May 31, 2012 will be my last day before I retire after 33 years of state employment.
But when I actually sat down to start formulating a plan, it hit me: How do I wrap up the last 33 years of my life? This agency—the mission to preserve, protect and manage Illinois’ natural resources for today’s citizens, and for generations to come—has seeped into every nook and cranny of my existence.
Upon further reflection, this agency has actually been a part of my life since age 4, when we moved to Illinois. It started with Dixon Springs State Park, where my sisters and I scampered over lichen-encrusted boulders, and Cave-in-Rock State Park, when we timidly explored the depths of the cave after picnicking on the banks of the river while watching barges ply the Ohio.
A move to east-central Illinois meant our lives revolved around Fox Ridge State Park, where we attended Girl Scout Day Camp and explored the deep glacial valleys with the unbridled enthusiasm of youth. Kickapoo State Park stands out as another early memory, picnicking on a sand bar and a sun-drenched day splashing around the Middle Fork of the Vermilion River.
Majoring in zoology, the college years took me to Sam Parr State Park, where I spent one lonely deer season waiting for a handful of hunters who persevered and successfully harvested a deer despite a memorable ice storm. Or the spring day I doggedly pursued a bird calling “tick-a-ta-we-o-tick” at Horseshoe Lake while waiting on Alexander County turkey hunters to bring in their harvest. My persistence paid off and to this day the call of a white-eyed vireo transports me back to the Horseshoe Lake. I still feel an innate connection with Banner Marsh State Fish and Wildlife Area after tromping every inch of the area, preparing a vegetative analysis of what was, at the time, of one of the state’s newest properties.
And then there was the field trip to sites associated with the Cache River State Natural Area when my botany professor stepped off the trail, exclaiming with great exuberance about a plant I have no recollection of, my eyes instead scanning the ground for the source of my one-and-only phobia. Yes, I was responsible for the class losing focus that afternoon, but I don’t think pointing out a cottonmouth mere inches from his foot hindered my grade. My unparalleled knack at locating legless creatures continues to be, in my opinion, one of my finest attributes.

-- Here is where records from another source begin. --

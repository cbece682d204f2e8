//! HTTP client for the hosted Gemini `generateContent` endpoint.
use async_trait::async_trait;
use serde::{Deserialize, Serialize};
use std::time::Duration;
use tracing::{debug, info, warn};

#[derive(Debug, Clone, PartialEq, Serialize, Deserialize)]
pub struct Part {
    pub text: String,
}

#[derive(Debug, Clone, PartialEq, Serialize, Deserialize)]
pub struct Content {
    #[serde(default, skip_serializing_if = "Option::is_none")]
    pub role: Option<String>,
    #[serde(default)]
    pub parts: Vec<Part>,
}

impl Content {
    pub fn user(text: impl Into<String>) -> Self {
        Self::with_role("user", text)
    }

    pub fn model(text: impl Into<String>) -> Self {
        Self::with_role("model", text)
    }

    pub fn system(text: impl Into<String>) -> Self {
        Self { role: None, parts: vec![Part { text: text.into() }] }
    }

    fn with_role(role: &str, text: impl Into<String>) -> Self {
        Self {
            role: Some(role.to_string()),
            parts: vec![Part { text: text.into() }],
        }
    }

    pub fn text(&self) -> String {
        self.parts.iter().map(|p| p.text.as_str()).collect()
    }
}

#[derive(Debug, Clone, PartialEq, Serialize)]
#[serde(rename_all = "camelCase")]
pub struct GenerationConfig {
    pub temperature: f32,
    pub top_k: u32,
    pub top_p: f32,
}

#[derive(Debug, Clone, PartialEq, Serialize)]
pub struct SafetySetting {
    pub category: String,
    pub threshold: String,
}

#[derive(Debug, Clone, PartialEq, Serialize)]
#[serde(rename_all = "camelCase")]
pub struct GenerateRequest {
    pub system_instruction: Content,
    pub contents: Vec<Content>,
    pub generation_config: GenerationConfig,
    pub safety_settings: Vec<SafetySetting>,
}

#[derive(Debug, Clone, Default, Deserialize)]
#[serde(rename_all = "camelCase")]
struct WireResponse {
    #[serde(default)]
    candidates: Vec<WireCandidate>,
    #[serde(default)]
    prompt_feedback: Option<WirePromptFeedback>,
}

#[derive(Debug, Clone, Deserialize)]
#[serde(rename_all = "camelCase")]
struct WireCandidate {
    #[serde(default)]
    content: Option<Content>,
    #[serde(default)]
    finish_reason: Option<String>,
}

#[derive(Debug, Clone, Deserialize)]
#[serde(rename_all = "camelCase")]
struct WirePromptFeedback {
    #[serde(default)]
    block_reason: Option<String>,
}

#[derive(Debug, Deserialize)]
struct WireErrorEnvelope {
    error: WireError,
}

#[derive(Debug, Deserialize)]
struct WireError {
    #[serde(default)]
    message: String,
}

/// What the bridge needs from one model reply.
#[derive(Debug, Clone, Default, PartialEq)]
pub struct GenerateResponse {
    pub text: String,
    pub finish_reason: Option<String>,
    pub block_reason: Option<String>,
}

impl From<WireResponse> for GenerateResponse {
    fn from(wire: WireResponse) -> Self {
        let first = wire.candidates.into_iter().next();
        let (text, finish_reason) = match first {
            Some(candidate) => (
                candidate.content.map(|c| c.text()).unwrap_or_default(),
                candidate.finish_reason,
            ),
            None => (String::new(), None),
        };
        Self {
            text,
            finish_reason,
            block_reason: wire.prompt_feedback.and_then(|f| f.block_reason),
        }
    }
}

#[derive(Debug, Clone, PartialEq, thiserror::Error)]
pub enum BackendError {
    #[error("model API returned {status}: {message}")]
    Status { status: u16, message: String },
    #[error("network error talking to model API: {0}")]
    Transport(String),
    #[error("failed to decode model API response: {0}")]
    Decode(String),
}

impl BackendError {
    /// Rate limiting, service unavailability and network failures are worth
    /// another attempt. Everything else is final.
    pub fn is_transient(&self) -> bool {
        match self {
            BackendError::Status { status, .. } => matches!(status, 429 | 503),
            BackendError::Transport(_) => true,
            BackendError::Decode(_) => false,
        }
    }

    pub fn status(&self) -> Option<u16> {
        match self {
            BackendError::Status { status, .. } => Some(*status),
            _ => None,
        }
    }
}

#[async_trait]
pub trait ChatBackend: Send + Sync {
    async fn generate(&self, request: &GenerateRequest) -> Result<GenerateResponse, BackendError>;
}

pub struct GeminiClient {
    base_url: String,
    model: String,
    api_key: String,
    http_client: reqwest::Client,
}

impl GeminiClient {
    pub fn new(base_url: &str, model: &str, api_key: &str, timeout: Duration) -> Self {
        info!("Gemini client initialized for model {} at {}", model, base_url);
        Self {
            base_url: base_url.trim_end_matches('/').to_string(),
            model: model.to_string(),
            api_key: api_key.to_string(),
            http_client: build_http_client(timeout),
        }
    }

    pub fn from_config(config: &crate::config::Config) -> Self {
        Self::new(&config.api_base_url, &config.model, &config.api_key, config.request_timeout())
    }

    fn generate_url(&self) -> String {
        format!("{}/v1beta/models/{}:generateContent", self.base_url, self.model)
    }
}

fn build_http_client(timeout: Duration) -> reqwest::Client {
    reqwest::Client::builder().timeout(timeout).build().unwrap_or_else(|e| {
        warn!("HTTP client setup failed ({}); continuing without the {:?} timeout", e, timeout);
        reqwest::Client::new()
    })
}

#[async_trait]
impl ChatBackend for GeminiClient {
    async fn generate(&self, request: &GenerateRequest) -> Result<GenerateResponse, BackendError> {
        debug!("Sending {} turn(s) to {}", request.contents.len(), self.model);
        let response = self
            .http_client
            .post(self.generate_url())
            .header("x-goog-api-key", &self.api_key)
            .json(request)
            .send()
            .await
            .map_err(|e| BackendError::Transport(e.to_string()))?;

        let status = response.status();
        if !status.is_success() {
            let body = response.text().await.unwrap_or_default();
            let message = serde_json::from_str::<WireErrorEnvelope>(&body)
                .map(|env| env.error.message)
                .unwrap_or(body);
            return Err(BackendError::Status { status: status.as_u16(), message });
        }

        let wire: WireResponse = response
            .json()
            .await
            .map_err(|e| BackendError::Decode(e.to_string()))?;
        Ok(wire.into())
    }
}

And then I started working for the agency.
Visits to state-owned sites became much more frequent. I was given the opportunity to experience first-hand what few people recognize—the richness of Illinois' natural resources.
I remember my first yellow-headed blackbird, a state-endangered species nesting near Chain O’Lakes, and marveling at a scientific name that rolls off the tongue—Xanthocephalus xanthocephalus. There was the wood thrush which woke our survey team in the pre-dawn hours before another day afield at Siloam Springs State Park. The feeling of returning “home” as I headed toward a teaching assignment at a Becoming an Outdoors-Woman program at Lorado Taft State Park each June, and then again in the fall, marveling at the autumnal beauty of the drive to Camp Piasa deep within Pere Marquette State Park.
I got to assist researchers working with red squirrels at Iroquois County Conservation Area, participated in my first prescribed burn near Sand Ridge State Forest and banded giant Canada geese at formerly surface-mined properties throughout southwestern Illinois. I joined a team inventorying bats in a DNR-owned cave—something few will have the privilege of experiencing since White Nose Syndrome has made its mark on the United States. My first—and only—sighting of a badger was as I led a group of teachers on a tour of Jim Edgar Panther Creek State Fish and Wildlife Area.
This list goes on and on and on. For each site I’ve visited something special has occurred that is branded in my being.
This may be my “swan song” as a DNR employee, but erasing this agency and its mission from my soul is impossible. The youngest nephews grinned when I announced my retirement, quickly responding with “Will you take us fishing that day? What was the name of that park we wanted to camp at?”
Thanks for the memories…past and future.